**Your goal**
From the data below, repeat exactly the lines from the line with "let before = bars.len();" to the line with "if !series.iter().any(|s| s.instrument()", both included.

▼▼▼

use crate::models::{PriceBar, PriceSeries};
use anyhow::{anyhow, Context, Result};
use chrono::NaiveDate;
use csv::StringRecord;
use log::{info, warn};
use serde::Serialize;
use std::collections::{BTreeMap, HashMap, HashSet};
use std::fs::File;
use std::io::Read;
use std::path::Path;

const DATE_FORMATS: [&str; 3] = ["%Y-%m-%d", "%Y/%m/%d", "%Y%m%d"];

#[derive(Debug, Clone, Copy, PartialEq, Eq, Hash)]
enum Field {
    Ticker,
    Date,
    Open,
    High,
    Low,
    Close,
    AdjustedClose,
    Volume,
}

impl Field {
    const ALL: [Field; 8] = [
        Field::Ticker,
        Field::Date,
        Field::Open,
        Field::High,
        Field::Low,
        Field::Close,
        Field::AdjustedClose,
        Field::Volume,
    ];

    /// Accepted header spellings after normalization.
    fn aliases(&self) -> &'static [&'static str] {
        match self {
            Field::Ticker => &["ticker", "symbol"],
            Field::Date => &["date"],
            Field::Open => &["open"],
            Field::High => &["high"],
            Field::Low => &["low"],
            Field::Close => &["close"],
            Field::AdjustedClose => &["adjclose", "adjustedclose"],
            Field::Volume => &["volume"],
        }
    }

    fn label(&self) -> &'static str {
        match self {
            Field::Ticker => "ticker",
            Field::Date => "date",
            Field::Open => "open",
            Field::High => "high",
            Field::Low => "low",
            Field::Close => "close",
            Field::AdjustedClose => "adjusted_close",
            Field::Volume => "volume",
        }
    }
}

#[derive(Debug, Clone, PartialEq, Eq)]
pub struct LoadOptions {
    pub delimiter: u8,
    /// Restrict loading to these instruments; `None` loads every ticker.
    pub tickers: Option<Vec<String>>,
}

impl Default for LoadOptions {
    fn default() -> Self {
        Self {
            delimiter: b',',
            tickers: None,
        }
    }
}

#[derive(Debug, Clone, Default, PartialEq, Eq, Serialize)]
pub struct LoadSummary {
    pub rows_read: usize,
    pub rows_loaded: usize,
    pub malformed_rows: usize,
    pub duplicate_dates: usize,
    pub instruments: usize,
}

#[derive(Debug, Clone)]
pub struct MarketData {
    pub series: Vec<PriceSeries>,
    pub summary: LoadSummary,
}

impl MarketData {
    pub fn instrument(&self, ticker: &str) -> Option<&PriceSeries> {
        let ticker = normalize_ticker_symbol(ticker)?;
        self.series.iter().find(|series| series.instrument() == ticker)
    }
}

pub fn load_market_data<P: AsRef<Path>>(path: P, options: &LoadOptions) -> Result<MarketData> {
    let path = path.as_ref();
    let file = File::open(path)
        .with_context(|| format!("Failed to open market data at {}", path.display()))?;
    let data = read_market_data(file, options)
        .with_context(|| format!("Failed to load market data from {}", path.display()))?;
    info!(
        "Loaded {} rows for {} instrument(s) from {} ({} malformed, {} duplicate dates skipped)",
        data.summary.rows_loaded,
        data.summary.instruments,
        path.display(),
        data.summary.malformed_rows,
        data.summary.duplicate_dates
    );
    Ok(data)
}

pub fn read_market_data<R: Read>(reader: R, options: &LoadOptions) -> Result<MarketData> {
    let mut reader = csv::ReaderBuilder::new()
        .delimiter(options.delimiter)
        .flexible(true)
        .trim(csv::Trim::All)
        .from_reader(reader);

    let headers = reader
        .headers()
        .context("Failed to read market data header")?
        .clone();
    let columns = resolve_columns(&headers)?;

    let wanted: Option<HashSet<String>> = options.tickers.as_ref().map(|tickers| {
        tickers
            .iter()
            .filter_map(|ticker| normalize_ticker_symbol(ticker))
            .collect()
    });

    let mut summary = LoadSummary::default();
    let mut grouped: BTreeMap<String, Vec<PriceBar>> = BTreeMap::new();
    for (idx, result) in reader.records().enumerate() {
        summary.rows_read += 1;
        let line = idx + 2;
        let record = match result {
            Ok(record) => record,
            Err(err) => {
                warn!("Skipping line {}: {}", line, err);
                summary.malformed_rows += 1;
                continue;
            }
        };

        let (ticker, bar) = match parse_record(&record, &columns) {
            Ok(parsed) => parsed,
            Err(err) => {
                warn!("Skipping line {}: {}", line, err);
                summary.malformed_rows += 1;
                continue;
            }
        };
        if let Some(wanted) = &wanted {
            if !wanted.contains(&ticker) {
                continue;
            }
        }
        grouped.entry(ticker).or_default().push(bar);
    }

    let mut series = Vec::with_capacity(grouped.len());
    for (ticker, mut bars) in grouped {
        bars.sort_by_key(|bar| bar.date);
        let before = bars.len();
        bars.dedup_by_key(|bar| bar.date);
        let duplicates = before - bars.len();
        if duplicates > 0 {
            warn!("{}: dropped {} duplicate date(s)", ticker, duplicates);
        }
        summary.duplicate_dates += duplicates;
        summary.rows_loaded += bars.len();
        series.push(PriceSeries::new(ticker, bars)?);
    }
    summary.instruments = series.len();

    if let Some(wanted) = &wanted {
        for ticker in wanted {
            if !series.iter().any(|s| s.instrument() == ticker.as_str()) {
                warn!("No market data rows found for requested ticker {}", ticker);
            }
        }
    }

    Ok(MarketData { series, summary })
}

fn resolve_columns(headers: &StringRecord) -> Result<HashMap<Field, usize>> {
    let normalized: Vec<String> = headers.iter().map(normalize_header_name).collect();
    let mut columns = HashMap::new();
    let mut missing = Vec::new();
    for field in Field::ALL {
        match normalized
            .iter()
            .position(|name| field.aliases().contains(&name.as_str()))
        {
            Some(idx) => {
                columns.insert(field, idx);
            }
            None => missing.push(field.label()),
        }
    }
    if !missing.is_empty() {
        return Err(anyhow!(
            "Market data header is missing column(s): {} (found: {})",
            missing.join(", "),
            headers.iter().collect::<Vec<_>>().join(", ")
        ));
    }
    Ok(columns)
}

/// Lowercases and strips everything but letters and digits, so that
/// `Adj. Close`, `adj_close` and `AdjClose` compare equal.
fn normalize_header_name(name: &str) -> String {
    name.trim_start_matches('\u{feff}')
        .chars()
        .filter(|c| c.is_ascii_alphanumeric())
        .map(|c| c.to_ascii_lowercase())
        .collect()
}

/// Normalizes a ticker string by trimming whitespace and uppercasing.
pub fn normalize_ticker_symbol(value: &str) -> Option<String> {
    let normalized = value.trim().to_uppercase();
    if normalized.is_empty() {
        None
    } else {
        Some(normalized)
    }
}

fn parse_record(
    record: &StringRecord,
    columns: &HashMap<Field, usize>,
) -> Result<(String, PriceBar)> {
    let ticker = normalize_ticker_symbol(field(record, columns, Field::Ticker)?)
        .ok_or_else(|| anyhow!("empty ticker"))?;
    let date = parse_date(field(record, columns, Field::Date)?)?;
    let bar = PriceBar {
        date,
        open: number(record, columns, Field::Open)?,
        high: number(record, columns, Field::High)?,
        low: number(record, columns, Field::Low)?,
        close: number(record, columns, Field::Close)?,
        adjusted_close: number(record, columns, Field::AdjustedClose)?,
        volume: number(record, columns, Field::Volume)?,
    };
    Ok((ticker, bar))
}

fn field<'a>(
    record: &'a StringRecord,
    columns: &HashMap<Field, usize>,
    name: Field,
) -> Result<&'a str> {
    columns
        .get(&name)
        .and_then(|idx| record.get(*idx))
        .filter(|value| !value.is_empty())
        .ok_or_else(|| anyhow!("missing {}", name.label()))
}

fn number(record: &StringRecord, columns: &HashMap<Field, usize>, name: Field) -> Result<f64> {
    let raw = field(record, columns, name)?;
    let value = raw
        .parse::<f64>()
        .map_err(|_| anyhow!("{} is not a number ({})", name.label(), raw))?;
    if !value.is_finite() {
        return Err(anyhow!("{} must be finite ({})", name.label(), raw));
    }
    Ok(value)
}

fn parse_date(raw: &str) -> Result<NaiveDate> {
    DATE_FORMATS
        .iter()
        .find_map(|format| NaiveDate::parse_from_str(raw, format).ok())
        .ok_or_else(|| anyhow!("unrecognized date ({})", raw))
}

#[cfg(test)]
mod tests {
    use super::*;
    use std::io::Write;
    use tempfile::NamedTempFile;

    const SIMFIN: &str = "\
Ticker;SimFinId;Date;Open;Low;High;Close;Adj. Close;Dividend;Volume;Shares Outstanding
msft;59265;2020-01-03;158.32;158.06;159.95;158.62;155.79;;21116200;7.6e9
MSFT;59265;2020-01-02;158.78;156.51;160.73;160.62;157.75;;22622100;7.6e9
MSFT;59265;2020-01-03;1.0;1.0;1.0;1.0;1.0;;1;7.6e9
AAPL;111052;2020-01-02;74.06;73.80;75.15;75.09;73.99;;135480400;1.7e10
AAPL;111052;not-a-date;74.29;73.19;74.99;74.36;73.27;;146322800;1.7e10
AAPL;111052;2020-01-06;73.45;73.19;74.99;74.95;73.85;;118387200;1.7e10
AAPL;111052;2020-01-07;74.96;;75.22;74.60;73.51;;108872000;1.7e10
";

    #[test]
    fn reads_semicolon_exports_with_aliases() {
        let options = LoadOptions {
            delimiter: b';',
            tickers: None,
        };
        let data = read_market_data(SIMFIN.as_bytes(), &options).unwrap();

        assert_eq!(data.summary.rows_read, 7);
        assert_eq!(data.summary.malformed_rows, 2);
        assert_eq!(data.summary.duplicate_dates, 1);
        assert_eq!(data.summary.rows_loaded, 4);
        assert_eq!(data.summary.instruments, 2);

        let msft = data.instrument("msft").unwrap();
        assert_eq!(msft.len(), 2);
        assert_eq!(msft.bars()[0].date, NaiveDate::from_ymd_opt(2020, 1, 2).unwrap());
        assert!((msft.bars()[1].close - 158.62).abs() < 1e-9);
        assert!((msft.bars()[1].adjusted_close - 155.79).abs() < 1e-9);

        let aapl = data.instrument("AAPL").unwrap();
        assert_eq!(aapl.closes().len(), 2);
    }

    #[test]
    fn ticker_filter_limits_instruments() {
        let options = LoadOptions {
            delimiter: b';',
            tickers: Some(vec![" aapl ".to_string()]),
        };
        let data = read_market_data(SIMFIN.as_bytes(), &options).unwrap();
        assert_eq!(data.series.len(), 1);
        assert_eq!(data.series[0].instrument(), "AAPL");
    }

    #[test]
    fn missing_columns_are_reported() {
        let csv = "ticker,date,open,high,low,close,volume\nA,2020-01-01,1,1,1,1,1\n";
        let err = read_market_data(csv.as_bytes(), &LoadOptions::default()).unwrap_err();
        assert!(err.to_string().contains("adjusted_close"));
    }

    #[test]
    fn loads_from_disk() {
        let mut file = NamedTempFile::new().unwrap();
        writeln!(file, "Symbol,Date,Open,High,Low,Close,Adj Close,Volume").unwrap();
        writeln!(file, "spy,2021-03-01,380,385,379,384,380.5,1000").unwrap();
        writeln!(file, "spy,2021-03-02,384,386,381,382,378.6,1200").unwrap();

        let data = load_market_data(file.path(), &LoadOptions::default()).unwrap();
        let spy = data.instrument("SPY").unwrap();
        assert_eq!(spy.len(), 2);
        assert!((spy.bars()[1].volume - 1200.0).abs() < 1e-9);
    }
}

▲▲▲
▼▼▼

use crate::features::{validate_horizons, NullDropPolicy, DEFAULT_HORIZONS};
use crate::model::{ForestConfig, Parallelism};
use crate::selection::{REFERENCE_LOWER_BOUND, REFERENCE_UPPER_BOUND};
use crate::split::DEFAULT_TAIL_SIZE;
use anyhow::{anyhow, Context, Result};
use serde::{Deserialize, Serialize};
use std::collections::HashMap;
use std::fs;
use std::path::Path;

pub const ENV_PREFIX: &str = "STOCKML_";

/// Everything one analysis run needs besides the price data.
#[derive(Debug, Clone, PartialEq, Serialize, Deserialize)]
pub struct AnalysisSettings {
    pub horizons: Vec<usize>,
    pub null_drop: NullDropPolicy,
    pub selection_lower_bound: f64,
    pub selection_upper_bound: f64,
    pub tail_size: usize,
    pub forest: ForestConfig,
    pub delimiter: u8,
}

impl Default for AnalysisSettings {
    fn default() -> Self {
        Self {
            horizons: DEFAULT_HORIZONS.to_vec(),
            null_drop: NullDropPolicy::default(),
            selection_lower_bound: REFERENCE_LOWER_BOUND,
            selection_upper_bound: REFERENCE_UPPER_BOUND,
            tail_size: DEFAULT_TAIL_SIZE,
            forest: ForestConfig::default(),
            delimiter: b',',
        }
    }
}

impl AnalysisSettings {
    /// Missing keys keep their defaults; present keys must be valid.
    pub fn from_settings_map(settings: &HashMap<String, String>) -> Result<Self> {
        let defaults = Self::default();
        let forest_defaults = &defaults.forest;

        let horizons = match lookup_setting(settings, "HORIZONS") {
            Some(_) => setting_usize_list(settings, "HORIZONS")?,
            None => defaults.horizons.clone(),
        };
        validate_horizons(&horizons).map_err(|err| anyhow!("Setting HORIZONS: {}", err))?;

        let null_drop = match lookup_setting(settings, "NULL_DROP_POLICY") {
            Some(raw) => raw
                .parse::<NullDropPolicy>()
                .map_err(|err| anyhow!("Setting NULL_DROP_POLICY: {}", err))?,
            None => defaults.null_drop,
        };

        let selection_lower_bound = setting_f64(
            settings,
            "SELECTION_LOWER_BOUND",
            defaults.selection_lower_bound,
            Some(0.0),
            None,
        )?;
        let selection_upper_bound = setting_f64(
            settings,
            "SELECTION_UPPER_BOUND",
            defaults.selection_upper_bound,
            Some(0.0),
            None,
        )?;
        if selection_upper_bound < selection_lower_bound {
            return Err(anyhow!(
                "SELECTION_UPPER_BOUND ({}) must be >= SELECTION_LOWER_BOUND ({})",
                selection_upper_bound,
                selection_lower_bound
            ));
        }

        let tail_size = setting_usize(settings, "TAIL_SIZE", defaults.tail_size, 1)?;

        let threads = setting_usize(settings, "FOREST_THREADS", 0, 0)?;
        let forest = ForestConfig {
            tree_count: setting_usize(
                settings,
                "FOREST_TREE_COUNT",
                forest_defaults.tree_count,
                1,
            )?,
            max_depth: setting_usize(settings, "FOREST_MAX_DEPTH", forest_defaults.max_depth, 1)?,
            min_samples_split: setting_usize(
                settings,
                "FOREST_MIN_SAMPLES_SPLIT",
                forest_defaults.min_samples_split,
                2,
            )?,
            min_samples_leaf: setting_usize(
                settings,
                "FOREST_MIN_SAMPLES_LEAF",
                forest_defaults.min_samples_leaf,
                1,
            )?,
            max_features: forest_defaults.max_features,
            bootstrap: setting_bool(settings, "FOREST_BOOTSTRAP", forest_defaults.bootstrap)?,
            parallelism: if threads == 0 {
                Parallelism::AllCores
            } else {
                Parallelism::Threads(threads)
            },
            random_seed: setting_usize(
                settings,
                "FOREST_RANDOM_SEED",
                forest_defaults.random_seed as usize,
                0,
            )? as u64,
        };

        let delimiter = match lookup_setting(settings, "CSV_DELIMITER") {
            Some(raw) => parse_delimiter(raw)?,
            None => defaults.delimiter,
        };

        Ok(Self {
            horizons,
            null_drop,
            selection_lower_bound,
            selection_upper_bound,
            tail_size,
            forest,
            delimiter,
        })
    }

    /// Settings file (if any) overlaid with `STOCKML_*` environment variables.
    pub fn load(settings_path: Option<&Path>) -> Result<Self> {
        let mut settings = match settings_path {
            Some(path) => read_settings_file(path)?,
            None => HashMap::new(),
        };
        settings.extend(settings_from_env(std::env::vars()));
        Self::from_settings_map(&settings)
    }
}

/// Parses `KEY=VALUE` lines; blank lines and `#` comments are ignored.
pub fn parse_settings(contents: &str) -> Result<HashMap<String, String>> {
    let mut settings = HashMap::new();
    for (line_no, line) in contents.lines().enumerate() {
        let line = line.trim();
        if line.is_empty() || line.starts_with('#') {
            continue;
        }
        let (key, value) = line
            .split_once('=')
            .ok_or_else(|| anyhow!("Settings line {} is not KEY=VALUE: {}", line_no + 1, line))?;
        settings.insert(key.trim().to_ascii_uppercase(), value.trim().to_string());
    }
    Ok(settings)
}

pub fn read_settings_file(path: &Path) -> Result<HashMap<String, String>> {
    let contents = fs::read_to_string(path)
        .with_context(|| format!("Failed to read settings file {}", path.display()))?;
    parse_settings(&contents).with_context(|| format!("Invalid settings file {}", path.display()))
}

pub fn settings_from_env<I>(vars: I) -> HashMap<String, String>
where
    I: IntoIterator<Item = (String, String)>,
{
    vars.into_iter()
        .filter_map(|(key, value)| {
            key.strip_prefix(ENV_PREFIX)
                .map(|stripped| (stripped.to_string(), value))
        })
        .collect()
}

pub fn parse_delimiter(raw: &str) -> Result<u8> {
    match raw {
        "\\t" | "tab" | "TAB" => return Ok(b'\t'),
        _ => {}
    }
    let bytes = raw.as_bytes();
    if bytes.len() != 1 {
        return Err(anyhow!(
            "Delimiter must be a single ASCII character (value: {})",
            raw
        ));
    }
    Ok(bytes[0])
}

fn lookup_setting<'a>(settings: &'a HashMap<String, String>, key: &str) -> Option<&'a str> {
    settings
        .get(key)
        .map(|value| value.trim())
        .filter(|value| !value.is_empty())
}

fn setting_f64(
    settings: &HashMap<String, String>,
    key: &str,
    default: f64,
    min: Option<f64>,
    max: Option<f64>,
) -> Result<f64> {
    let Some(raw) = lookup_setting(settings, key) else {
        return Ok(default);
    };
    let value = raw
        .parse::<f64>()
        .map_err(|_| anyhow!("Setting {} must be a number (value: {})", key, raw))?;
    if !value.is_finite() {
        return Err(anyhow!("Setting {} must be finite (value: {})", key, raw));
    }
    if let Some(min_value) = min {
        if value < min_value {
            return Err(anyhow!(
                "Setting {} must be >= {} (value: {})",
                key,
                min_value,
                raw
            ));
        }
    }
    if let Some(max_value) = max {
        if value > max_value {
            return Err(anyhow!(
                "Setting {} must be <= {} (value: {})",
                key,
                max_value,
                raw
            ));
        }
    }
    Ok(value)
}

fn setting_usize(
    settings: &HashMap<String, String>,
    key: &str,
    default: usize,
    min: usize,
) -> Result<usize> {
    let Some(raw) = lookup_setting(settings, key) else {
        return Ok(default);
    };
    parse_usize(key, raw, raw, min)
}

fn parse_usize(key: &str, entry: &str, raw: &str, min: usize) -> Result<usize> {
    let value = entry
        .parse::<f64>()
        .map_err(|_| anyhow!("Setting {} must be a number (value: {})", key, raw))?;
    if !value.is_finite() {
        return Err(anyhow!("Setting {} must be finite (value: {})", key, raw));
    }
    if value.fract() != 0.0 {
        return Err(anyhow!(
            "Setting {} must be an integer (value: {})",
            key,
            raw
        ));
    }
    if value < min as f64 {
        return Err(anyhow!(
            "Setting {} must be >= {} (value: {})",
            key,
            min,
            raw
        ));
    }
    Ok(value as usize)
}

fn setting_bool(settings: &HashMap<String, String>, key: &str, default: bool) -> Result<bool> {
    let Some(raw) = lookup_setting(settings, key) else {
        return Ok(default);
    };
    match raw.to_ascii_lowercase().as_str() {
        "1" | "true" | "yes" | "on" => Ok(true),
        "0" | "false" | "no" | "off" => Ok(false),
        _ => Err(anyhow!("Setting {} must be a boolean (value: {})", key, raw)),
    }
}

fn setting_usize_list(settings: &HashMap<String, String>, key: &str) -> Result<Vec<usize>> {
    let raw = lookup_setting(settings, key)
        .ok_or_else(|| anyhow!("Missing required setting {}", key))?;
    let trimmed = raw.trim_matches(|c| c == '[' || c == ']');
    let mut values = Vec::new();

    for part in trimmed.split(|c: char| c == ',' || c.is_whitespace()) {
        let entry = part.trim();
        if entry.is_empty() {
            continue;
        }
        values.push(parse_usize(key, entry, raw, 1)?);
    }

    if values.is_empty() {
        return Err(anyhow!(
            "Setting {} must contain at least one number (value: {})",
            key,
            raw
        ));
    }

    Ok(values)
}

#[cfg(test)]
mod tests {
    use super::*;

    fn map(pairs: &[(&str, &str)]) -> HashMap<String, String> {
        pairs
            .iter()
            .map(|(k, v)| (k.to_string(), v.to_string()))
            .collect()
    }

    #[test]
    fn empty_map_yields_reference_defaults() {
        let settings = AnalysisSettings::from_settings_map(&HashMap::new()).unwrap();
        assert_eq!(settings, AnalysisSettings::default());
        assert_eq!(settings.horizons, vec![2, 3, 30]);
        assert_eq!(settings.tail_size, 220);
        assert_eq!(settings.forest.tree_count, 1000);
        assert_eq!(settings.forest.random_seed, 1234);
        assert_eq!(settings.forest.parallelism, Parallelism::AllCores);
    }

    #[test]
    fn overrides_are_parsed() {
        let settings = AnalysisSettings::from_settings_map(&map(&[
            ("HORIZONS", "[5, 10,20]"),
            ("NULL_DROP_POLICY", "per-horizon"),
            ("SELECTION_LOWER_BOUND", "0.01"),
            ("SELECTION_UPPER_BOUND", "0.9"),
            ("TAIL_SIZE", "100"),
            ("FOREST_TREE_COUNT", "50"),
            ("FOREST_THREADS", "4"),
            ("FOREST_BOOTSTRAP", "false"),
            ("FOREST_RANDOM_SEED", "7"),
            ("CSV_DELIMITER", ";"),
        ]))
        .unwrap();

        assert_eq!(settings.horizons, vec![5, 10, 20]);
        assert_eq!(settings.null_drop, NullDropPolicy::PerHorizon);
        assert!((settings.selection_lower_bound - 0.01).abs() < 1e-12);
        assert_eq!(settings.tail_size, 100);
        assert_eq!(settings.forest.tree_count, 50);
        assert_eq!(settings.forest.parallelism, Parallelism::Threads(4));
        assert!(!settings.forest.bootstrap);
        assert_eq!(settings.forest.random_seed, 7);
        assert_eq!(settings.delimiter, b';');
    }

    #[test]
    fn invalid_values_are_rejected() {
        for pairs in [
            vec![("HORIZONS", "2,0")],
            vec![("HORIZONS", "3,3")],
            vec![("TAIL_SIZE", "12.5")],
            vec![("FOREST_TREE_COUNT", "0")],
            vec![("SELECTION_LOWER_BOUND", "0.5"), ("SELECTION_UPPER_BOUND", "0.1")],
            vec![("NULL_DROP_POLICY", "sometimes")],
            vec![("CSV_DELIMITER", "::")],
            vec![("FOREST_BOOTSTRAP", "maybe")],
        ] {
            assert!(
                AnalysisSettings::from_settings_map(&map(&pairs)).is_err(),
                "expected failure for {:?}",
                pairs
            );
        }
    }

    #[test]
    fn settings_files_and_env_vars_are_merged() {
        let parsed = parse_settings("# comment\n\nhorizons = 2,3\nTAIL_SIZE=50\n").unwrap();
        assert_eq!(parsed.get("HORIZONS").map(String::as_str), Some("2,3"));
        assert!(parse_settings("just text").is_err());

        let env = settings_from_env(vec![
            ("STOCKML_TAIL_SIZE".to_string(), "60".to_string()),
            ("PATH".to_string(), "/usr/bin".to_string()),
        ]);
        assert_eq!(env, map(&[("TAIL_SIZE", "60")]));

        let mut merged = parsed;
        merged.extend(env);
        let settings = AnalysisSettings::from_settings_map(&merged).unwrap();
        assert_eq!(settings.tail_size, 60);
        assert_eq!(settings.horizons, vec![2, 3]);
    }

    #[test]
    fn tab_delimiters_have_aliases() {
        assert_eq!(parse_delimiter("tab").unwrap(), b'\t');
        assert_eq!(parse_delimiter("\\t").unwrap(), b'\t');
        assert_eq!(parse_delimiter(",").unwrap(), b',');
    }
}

▲▲▲

**Task output**
        let before = bars.len();
        bars.dedup_by_key(|bar| bar.date);
        let duplicates = before - bars.len();
        if duplicates > 0 {
            warn!("{}: dropped {} duplicate date(s)", ticker, duplicates);
        }
        summary.duplicate_dates += duplicates;
        summary.rows_loaded += bars.len();
        series.push(PriceSeries::new(ticker, bars)?);
    }
    summary.instruments = series.len();

    if let Some(wanted) = &wanted {
        for ticker in wanted {
            if !series.iter().any(|s| s.instrument() == ticker.as_str()) {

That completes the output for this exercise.